use std::fmt::Display;

use chrono::NaiveDate;
use colored::Colorize as _;
use url::Url;

use crate::{
    describe::{describe, DescriptionBlock},
    facet::split_values,
    job::{Company, JobRecord},
    text::{excerpt, normalize},
};

/// Cities shown on a card before collapsing into "+N more".
const SHOWN_CITIES: usize = 3;
/// Preview length for card descriptions, in characters.
const EXCERPT_CHARS: usize = 160;

/// How an organization is pictured.
#[derive(Clone, PartialEq, Eq, Debug)]
pub enum Logo {
    Image(Url),
    /// Placeholder letter when there is no usable logo URL.
    Initial(char),
}

impl Logo {
    /// Uses `url` only if it is an absolute HTTP(S) URL.
    pub fn new(url: Option<&str>, organization: Option<&str>) -> Self {
        let image = url
            .and_then(|url| Url::parse(url.trim()).ok())
            .filter(|url| matches!(url.scheme(), "http" | "https"));
        match image {
            Some(url) => Logo::Image(url),
            None => Logo::Initial(initial(organization)),
        }
    }
}

fn initial(name: Option<&str>) -> char {
    name.and_then(|name| name.chars().find(|c| c.is_alphanumeric()))
        .and_then(|c| c.to_uppercase().next())
        .unwrap_or('?')
}

/// A job as shown in the list view.
#[derive(Clone, PartialEq, Debug)]
pub struct JobCard {
    pub id: String,
    pub title: String,
    pub organization: String,
    pub logo: Logo,
    pub country: String,
    pub cities: String,
    pub category: Option<String>,
    pub salary: Option<String>,
    pub posted: String,
    pub excerpt: String,
    pub link: String,
}

impl JobCard {
    pub fn new(job: &JobRecord, today: NaiveDate) -> Self {
        let public_id = job.encrypted_id.as_deref().unwrap_or(&job.id);

        Self {
            id: job.id.clone(),
            title: job.to_string(),
            organization: job.organization.clone().unwrap_or_else(|| "Unknown".into()),
            logo: Logo::new(
                job.organization_logo.as_deref(),
                job.organization.as_deref(),
            ),
            country: job.country.clone().unwrap_or_else(|| "Unknown".into()),
            cities: job
                .city
                .as_deref()
                .map(|city| format_cities(city, SHOWN_CITIES))
                .unwrap_or_default(),
            category: job.category_name.clone(),
            salary: job.salary.and_then(format_salary),
            posted: posted_label(job.days_since_start(today)),
            excerpt: excerpt(
                &normalize(job.description.as_deref().unwrap_or_default()),
                EXCERPT_CHARS,
            ),
            link: format!("/jobs/{}", public_id),
        }
    }
}

impl Display for JobCard {
    fn fmt(&self, f: &mut std::fmt::Formatter<'_>) -> std::fmt::Result {
        let logo = match &self.logo {
            Logo::Image(_) => "◉".to_string(),
            Logo::Initial(c) => c.to_string(),
        };
        writeln!(f, "[{}] {} ({})", logo.bold(), self.title.bold(), self.link.italic())?;
        write!(f, "    {}", self.organization)?;
        if !self.cities.is_empty() {
            write!(f, " • {}", self.cities)?;
        }
        writeln!(f, ", {}", self.country)?;
        if let Some(category) = &self.category {
            writeln!(f, "    {}", category.green())?;
        }
        if let Some(salary) = &self.salary {
            writeln!(f, "    Salary: {}", salary)?;
        }
        writeln!(f, "    {}", self.posted.dimmed())?;
        write!(f, "    {}", self.excerpt)
    }
}

/// A job as shown on its own page, description structured into blocks.
#[derive(Clone, PartialEq, Debug)]
pub struct JobDetail {
    pub card: JobCard,
    pub blocks: Vec<DescriptionBlock>,
    pub positions: Option<String>,
    pub closes: Option<String>,
    pub profile_url: Option<String>,
}

impl JobDetail {
    pub fn new(job: &JobRecord, today: NaiveDate) -> Self {
        Self {
            card: JobCard::new(job, today),
            blocks: describe(job.description.as_deref().unwrap_or_default()),
            positions: job.positions.clone(),
            closes: job
                .ends()
                .map(|date| date.format("%d %b %Y").to_string())
                .or_else(|| job.end_date.clone()),
            profile_url: job.url.clone(),
        }
    }
}

impl Display for JobDetail {
    fn fmt(&self, f: &mut std::fmt::Formatter<'_>) -> std::fmt::Result {
        let card = &self.card;
        writeln!(f, "{}", card.title.bold())?;
        write!(f, "{}", card.organization)?;
        if !card.cities.is_empty() {
            write!(f, " • {}", card.cities)?;
        }
        writeln!(f, ", {}", card.country)?;
        if let Some(category) = &card.category {
            writeln!(f, "{}", category.green())?;
        }
        if let Some(positions) = &self.positions {
            writeln!(f, "Positions: {}", positions)?;
        }
        if let Some(salary) = &card.salary {
            writeln!(f, "Salary: {}", salary)?;
        }
        writeln!(f, "{}", card.posted.dimmed())?;
        writeln!(f)?;
        writeln!(f, "{}", render_blocks(&self.blocks))?;
        if let Some(closes) = &self.closes {
            writeln!(f)?;
            writeln!(f, "Closes: {}", closes)?;
        }
        if let Some(url) = &self.profile_url {
            write!(f, "Company profile: {}", url.italic())?;
        }
        Ok(())
    }
}

/// A company as shown in the companies view.
#[derive(Clone, PartialEq, Debug)]
pub struct CompanyCard {
    pub name: String,
    pub logo: Logo,
    pub location: String,
    pub category: Option<String>,
    pub positions: Option<String>,
    pub excerpt: String,
    pub link: Option<String>,
}

impl CompanyCard {
    pub fn new(company: &Company) -> Self {
        let location = [company.city.as_deref(), company.country.as_deref()]
            .into_iter()
            .flatten()
            .map(|part| format_cities(part, SHOWN_CITIES))
            .filter(|part| !part.is_empty())
            .collect::<Vec<_>>()
            .join(", ");

        Self {
            name: company.to_string(),
            logo: Logo::new(
                company.organization_logo.as_deref(),
                company.organization.as_deref(),
            ),
            location,
            category: company.category_name.clone(),
            positions: company.positions.clone(),
            excerpt: excerpt(
                &normalize(company.description.as_deref().unwrap_or_default()),
                EXCERPT_CHARS,
            ),
            link: company.url.clone(),
        }
    }
}

impl Display for CompanyCard {
    fn fmt(&self, f: &mut std::fmt::Formatter<'_>) -> std::fmt::Result {
        let logo = match &self.logo {
            Logo::Image(_) => "◉".to_string(),
            Logo::Initial(c) => c.to_string(),
        };
        write!(f, "[{}] {}", logo.bold(), self.name.bold())?;
        if let Some(positions) = &self.positions {
            write!(f, " ({} open)", positions)?;
        }
        writeln!(f)?;
        if !self.location.is_empty() {
            writeln!(f, "    {}", self.location)?;
        }
        if let Some(category) = &self.category {
            writeln!(f, "    {}", category.green())?;
        }
        write!(f, "    {}", self.excerpt)
    }
}

/// Joins up to `shown` cities with `•`, summarizing the rest as "+N more".
pub fn format_cities(raw: &str, shown: usize) -> String {
    let cities = split_values(raw).collect::<Vec<_>>();
    let mut label = cities
        .iter()
        .take(shown)
        .copied()
        .collect::<Vec<_>>()
        .join(" • ");
    if cities.len() > shown {
        if !label.is_empty() {
            label.push(' ');
        }
        label.push_str(&format!("+{} more", cities.len() - shown));
    }
    label
}

/// Rounds to whole units and groups thousands with commas.
pub fn format_salary(amount: f64) -> Option<String> {
    if !amount.is_finite() {
        return None;
    }
    let rounded = amount.round();
    let digits = format!("{:.0}", rounded.abs());

    let mut grouped = String::with_capacity(digits.len() + digits.len() / 3 + 1);
    if rounded < 0.0 {
        grouped.push('-');
    }
    for (i, digit) in digits.chars().enumerate() {
        if i > 0 && (digits.len() - i) % 3 == 0 {
            grouped.push(',');
        }
        grouped.push(digit);
    }
    Some(grouped)
}

pub fn posted_label(days: Option<i64>) -> String {
    match days {
        None => "Unknown".to_string(),
        Some(0) => "Posted today".to_string(),
        Some(1) => "Posted 1 day ago".to_string(),
        Some(-1) => "Starts tomorrow".to_string(),
        Some(days) if days < 0 => format!("Starts in {} days", -days),
        Some(days) => format!("Posted {} days ago", days),
    }
}

/// Renders description blocks for a terminal: headings bold, labels bold,
/// bullet lists as `•` items, paragraphs plain.
pub fn render_blocks(blocks: &[DescriptionBlock]) -> String {
    let mut lines = Vec::new();
    for block in blocks {
        match block {
            DescriptionBlock::Heading(text) => lines.push(text.bold().to_string()),
            DescriptionBlock::LabelValue(label, value) => {
                lines.push(format!("{} {}", format!("{label}:").bold(), value));
            }
            DescriptionBlock::BulletList(items) => {
                lines.extend(items.iter().map(|item| format!("  • {}", item)));
            }
            DescriptionBlock::Paragraph(text) => lines.push(text.clone()),
        }
    }
    lines.join("\n")
}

☆ ☆ ☆ ☆ ☆ ☆ ☆

Set down exactly the lines above that run from the start of the listing to the line with "the list view.". Leave out every later line.

ANSWER TO THE PROBLEM —
use std::fmt::Display;

use chrono::NaiveDate;
use colored::Colorize as _;
use url::Url;

use crate::{
    describe::{describe, DescriptionBlock},
    facet::split_values,
    job::{Company, JobRecord},
    text::{excerpt, normalize},
};

/// Cities shown on a card before collapsing into "+N more".
const SHOWN_CITIES: usize = 3;
/// Preview length for card descriptions, in characters.
const EXCERPT_CHARS: usize = 160;

/// How an organization is pictured.
#[derive(Clone, PartialEq, Eq, Debug)]
pub enum Logo {
    Image(Url),
    /// Placeholder letter when there is no usable logo URL.
    Initial(char),
}

impl Logo {
    /// Uses `url` only if it is an absolute HTTP(S) URL.
    pub fn new(url: Option<&str>, organization: Option<&str>) -> Self {
        let image = url
            .and_then(|url| Url::parse(url.trim()).ok())
            .filter(|url| matches!(url.scheme(), "http" | "https"));
        match image {
            Some(url) => Logo::Image(url),
            None => Logo::Initial(initial(organization)),
        }
    }
}

fn initial(name: Option<&str>) -> char {
    name.and_then(|name| name.chars().find(|c| c.is_alphanumeric()))
        .and_then(|c| c.to_uppercase().next())
        .unwrap_or('?')
}

/// A job as shown in the list view.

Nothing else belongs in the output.